About this task: All that is needed is the listing, transcribed exactly and in full.

Task material:
//! Service implementations.
//!
//! This module contains the concrete shaku components for the service traits.
//! Trait definitions live in the parent module (e.g. `patient_service.rs`).

pub mod disease_history_service_impl;
pub mod patient_service_impl;
pub mod pending_test_service_impl;
pub mod presence_service_impl;

pub use disease_history_service_impl::{
    DiseaseHistoryServiceComponent, DiseaseHistoryServiceComponentParameters,
};
pub use patient_service_impl::{PatientServiceComponent, PatientServiceComponentParameters};
pub use pending_test_service_impl::PendingTestServiceComponent;
pub use presence_service_impl::{PresenceServiceComponent, PresenceServiceComponentParameters};

use clinica_core::{ClinicaError, ClinicaResult, HistoryId, PatientId};

fn require_patient_id(id: &PatientId) -> ClinicaResult<()> {
    if id.is_blank() {
        return Err(ClinicaError::validation("Patient ID is required"));
    }
    Ok(())
}

fn require_history_id(id: &HistoryId) -> ClinicaResult<()> {
    if id.is_blank() {
        return Err(ClinicaError::validation("History ID is required"));
    }
    Ok(())
}

#[cfg(test)]
pub(crate) mod test_support {
    use crate::cache::{CacheTtls, InMemoryCacheStore};
    use crate::dto::{CreatePatientRequest, InitialHistoryEntry};
    use async_trait::async_trait;
    use clinica_core::{
        ClinicaError, ClinicaResult, DiseaseHistory, DiseaseHistoryFilter, HistoryId, Patient,
        PatientChanges, PatientFilter, PatientId,
    };
    use clinica_repository::{InMemoryPatientRepository, PatientRepository};
    use std::sync::Arc;

    /// In-memory store and cache shared by a set of services under test.
    pub struct Fixture {
        pub repository: Arc<InMemoryPatientRepository>,
        pub cache: Arc<InMemoryCacheStore>,
        pub ttls: CacheTtls,
    }

    impl Fixture {
        pub fn new() -> Self {
            Self {
                repository: Arc::new(InMemoryPatientRepository::new()),
                cache: Arc::new(InMemoryCacheStore::new()),
                ttls: CacheTtls::default(),
            }
        }
    }

    pub fn create_request(id: &str, phone: &str) -> CreatePatientRequest {
        CreatePatientRequest {
            patient_id: id.to_string(),
            first_name: "Ada".to_string(),
            last_name: "Lovelace".to_string(),
            phone: phone.to_string(),
            dob: "1815-12-10".to_string(),
            address: "12 St James's Square".to_string(),
            gender: "F".to_string(),
            disease_history: Vec::new(),
        }
    }

    pub fn initial_entry(id: &str, name: &str) -> InitialHistoryEntry {
        InitialHistoryEntry {
            id: id.to_string(),
            diseases_name: name.to_string(),
        }
    }

    fn down() -> ClinicaError {
        ClinicaError::Database("connection refused".to_string())
    }

    /// Document store that fails every call.
    pub struct UnavailableRepository;

    #[async_trait]
    impl PatientRepository for UnavailableRepository {
        async fn find_by_id(&self, _id: &PatientId) -> ClinicaResult<Option<Patient>> {
            Err(down())
        }

        async fn exists(&self, _id: &PatientId) -> ClinicaResult<bool> {
            Err(down())
        }

        async fn find_all(&self, _filter: &PatientFilter) -> ClinicaResult<Vec<Patient>> {
            Err(down())
        }

        async fn insert(&self, _patient: &Patient) -> ClinicaResult<Patient> {
            Err(down())
        }

        async fn update(&self, _id: &PatientId, _changes: &PatientChanges) -> ClinicaResult<Option<Patient>> {
            Err(down())
        }

        async fn delete(&self, _id: &PatientId) -> ClinicaResult<bool> {
            Err(down())
        }

        async fn find_by_history_id(&self, _history_id: &HistoryId) -> ClinicaResult<Option<Patient>> {
            Err(down())
        }

        async fn history_exists(&self, _history_id: &HistoryId) -> ClinicaResult<bool> {
            Err(down())
        }

        async fn find_history(&self, _filter: &DiseaseHistoryFilter) -> ClinicaResult<Vec<DiseaseHistory>> {
            Err(down())
        }

        async fn push_history(&self, _entry: &DiseaseHistory) -> ClinicaResult<bool> {
            Err(down())
        }

        async fn pull_history(&self, _history_id: &HistoryId) -> ClinicaResult<Option<PatientId>> {
            Err(down())
        }

        async fn set_history_name(
            &self,
            _history_id: &HistoryId,
            _owner: Option<&PatientId>,
            _diseases_name: &str,
        ) -> ClinicaResult<Option<DiseaseHistory>> {
            Err(down())
        }

        async fn ping(&self) -> ClinicaResult<()> {
            Err(down())
        }
    }
}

Output:
//! Service implementations.
//!
//! This module contains the concrete shaku components for the service traits.
//! Trait definitions live in the parent module (e.g. `patient_service.rs`).

pub mod disease_history_service_impl;
pub mod patient_service_impl;
pub mod pending_test_service_impl;
pub mod presence_service_impl;

pub use disease_history_service_impl::{
    DiseaseHistoryServiceComponent, DiseaseHistoryServiceComponentParameters,
};
pub use patient_service_impl::{PatientServiceComponent, PatientServiceComponentParameters};
pub use pending_test_service_impl::PendingTestServiceComponent;
pub use presence_service_impl::{PresenceServiceComponent, PresenceServiceComponentParameters};

use clinica_core::{ClinicaError, ClinicaResult, HistoryId, PatientId};

fn require_patient_id(id: &PatientId) -> ClinicaResult<()> {
    if id.is_blank() {
        return Err(ClinicaError::validation("Patient ID is required"));
    }
    Ok(())
}

fn require_history_id(id: &HistoryId) -> ClinicaResult<()> {
    if id.is_blank() {
        return Err(ClinicaError::validation("History ID is required"));
    }
    Ok(())
}

#[cfg(test)]
pub(crate) mod test_support {
    use crate::cache::{CacheTtls, InMemoryCacheStore};
    use crate::dto::{CreatePatientRequest, InitialHistoryEntry};
    use async_trait::async_trait;
    use clinica_core::{
        ClinicaError, ClinicaResult, DiseaseHistory, DiseaseHistoryFilter, HistoryId, Patient,
        PatientChanges, PatientFilter, PatientId,
    };
    use clinica_repository::{InMemoryPatientRepository, PatientRepository};
    use std::sync::Arc;

    /// In-memory store and cache shared by a set of services under test.
    pub struct Fixture {
        pub repository: Arc<InMemoryPatientRepository>,
        pub cache: Arc<InMemoryCacheStore>,
        pub ttls: CacheTtls,
    }

    impl Fixture {
        pub fn new() -> Self {
            Self {
                repository: Arc::new(InMemoryPatientRepository::new()),
                cache: Arc::new(InMemoryCacheStore::new()),
                ttls: CacheTtls::default(),
            }
        }
    }

    pub fn create_request(id: &str, phone: &str) -> CreatePatientRequest {
        CreatePatientRequest {
            patient_id: id.to_string(),
            first_name: "Ada".to_string(),
            last_name: "Lovelace".to_string(),
            phone: phone.to_string(),
            dob: "1815-12-10".to_string(),
            address: "12 St James's Square".to_string(),
            gender: "F".to_string(),
            disease_history: Vec::new(),
        }
    }

    pub fn initial_entry(id: &str, name: &str) -> InitialHistoryEntry {
        InitialHistoryEntry {
            id: id.to_string(),
            diseases_name: name.to_string(),
        }
    }

    fn down() -> ClinicaError {
        ClinicaError::Database("connection refused".to_string())
    }

    /// Document store that fails every call.
    pub struct UnavailableRepository;

    #[async_trait]
    impl PatientRepository for UnavailableRepository {
        async fn find_by_id(&self, _id: &PatientId) -> ClinicaResult<Option<Patient>> {
            Err(down())
        }

        async fn exists(&self, _id: &PatientId) -> ClinicaResult<bool> {
            Err(down())
        }

        async fn find_all(&self, _filter: &PatientFilter) -> ClinicaResult<Vec<Patient>> {
            Err(down())
        }

        async fn insert(&self, _patient: &Patient) -> ClinicaResult<Patient> {
            Err(down())
        }

        async fn update(&self, _id: &PatientId, _changes: &PatientChanges) -> ClinicaResult<Option<Patient>> {
            Err(down())
        }

        async fn delete(&self, _id: &PatientId) -> ClinicaResult<bool> {
            Err(down())
        }

        async fn find_by_history_id(&self, _history_id: &HistoryId) -> ClinicaResult<Option<Patient>> {
            Err(down())
        }

        async fn history_exists(&self, _history_id: &HistoryId) -> ClinicaResult<bool> {
            Err(down())
        }

        async fn find_history(&self, _filter: &DiseaseHistoryFilter) -> ClinicaResult<Vec<DiseaseHistory>> {
            Err(down())
        }

        async fn push_history(&self, _entry: &DiseaseHistory) -> ClinicaResult<bool> {
            Err(down())
        }

        async fn pull_history(&self, _history_id: &HistoryId) -> ClinicaResult<Option<PatientId>> {
            Err(down())
        }

        async fn set_history_name(
            &self,
            _history_id: &HistoryId,
            _owner: Option<&PatientId>,
            _diseases_name: &str,
        ) -> ClinicaResult<Option<DiseaseHistory>> {
            Err(down())
        }

        async fn ping(&self) -> ClinicaResult<()> {
            Err(down())
        }
    }
}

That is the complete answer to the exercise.